Sigla deve lançar menor número de candidatos a governador desde 2010
O Partido dos Trabalhadores (PT) deve lançar o menor número de candidatos a governador em 2026, ao priorizar alianças regionais para fortalecer a campanha à reeleição do presidente Luiz Inácio Lula da Silva. Até o momento, a legenda trabalha com nove nomes próprios nos estados.
A estratégia marca uma mudança em relação a eleições anteriores, com maior abertura de palanques para aliados, especialmente em regiões onde a oposição tem mais força, como o Sul do país. Nos bastidores, dirigentes afirmam que o objetivo é reduzir perdas em estados como Rio Grande do Sul, Paraná e Santa Catarina, evitando impacto na disputa presidencial.
Com o fim da janela partidária e a proximidade dos prazos eleitorais, as negociações avançaram. O partido abriu mão de candidaturas em estados relevantes, como Rio de Janeiro — onde apoiará o prefeito Eduardo Paes — e Minas Gerais, com articulações em torno do senador Rodrigo Pacheco. Também há apoio a nomes como João Campos, em Pernambuco, Omar Aziz, no Amazonas, e Fábio Mitidieri, em Sergipe.
Nesse cenário, o Senado ganha protagonismo. No Rio Grande do Sul, o PT avalia retirar a candidatura de Edegar Pretto para apoiar Juliana Brizola, enquanto o ministro Paulo Pimenta deve disputar uma vaga na Casa.

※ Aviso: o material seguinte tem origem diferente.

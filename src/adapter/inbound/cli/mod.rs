//! CLI module graph and command dispatch.

pub mod analyze;
pub mod command;
pub mod config;
pub mod context;
pub mod diagnostic;
pub mod export;
pub mod models;
pub mod output;
pub mod paths;
pub mod providers;
pub mod recommend;
pub mod render;
pub mod values;

use command::{Commands, ConfigCommand};

use crate::error::Result;

/// Run one parsed subcommand.
#[allow(clippy::result_large_err)]
pub fn execute(command: &Commands) -> Result<()> {
    match command {
        Commands::Analyze(args) => analyze::execute(args),
        Commands::Recommend(args) => recommend::execute(args),
        Commands::Export(args) => export::execute(args),
        Commands::Values(args) => values::execute(args),
        Commands::Providers(args) => providers::execute(args),
        Commands::Models(args) => models::execute(args),
        Commands::Config(ConfigCommand::Init(args)) => config::execute_init(&args.path, args.force),
        Commands::Config(ConfigCommand::Show(args)) => config::execute_show(args),
        Commands::Config(ConfigCommand::Validate(args)) => config::execute_validate(&args.config),
    }
}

O movimento de ampliação de alianças ocorre em meio a tensões internas. A filiação da ex-senadora e ex-ministra Kátia Abreu ao partido, oficializada no último dia da janela partidária, gerou resistência em setores da legenda. Integrantes da corrente Articulação de Esquerda articulam reação à entrada da ex-parlamentar, vista por parte do grupo como representante do agronegócio e distante das pautas históricas do partido, como a reforma agrária e o alinhamento com movimentos sociais, a exemplo do MST.
Apesar das críticas, dirigentes locais defendem que a chegada de Kátia Abreu pode fortalecer a base do governo em estados estratégicos, como o Tocantins, onde ela é cotada para disputar cargos majoritários.
A estratégia geral, no entanto, enfrenta resistência interna. Parte do partido avalia que a redução de candidaturas pode enfraquecer a presença regional e a formação da bancada federal. Já aliados da direção defendem que Lula será o principal cabo eleitoral, capaz de compensar a menor capilaridade estadual.
O PT também pretende ampliar sua bancada na Câmara dos Deputados e conter o avanço da oposição no Senado. Ao mesmo tempo, concentra esforços nos estados que já governa — Bahia, Ceará, Piauí e Rio Grande do Norte. Neste último, considerado o cenário mais desafiador, a governadora Fátima Bezerra enfrenta alta desaprovação.
Em São Paulo, o partido aposta no ministro Fernando Haddad para enfrentar o governador Tarcísio de Freitas, mesmo com avaliação interna de baixa competitividade. Ainda há indefinições em estados como Goiás, Maranhão e Roraima.
Em 2022, o PT lançou 13 candidatos a governador. Se confirmado, o número atual será o menor em mais de uma década e reflete a centralidade da eleição presidencial na estratégia da legenda.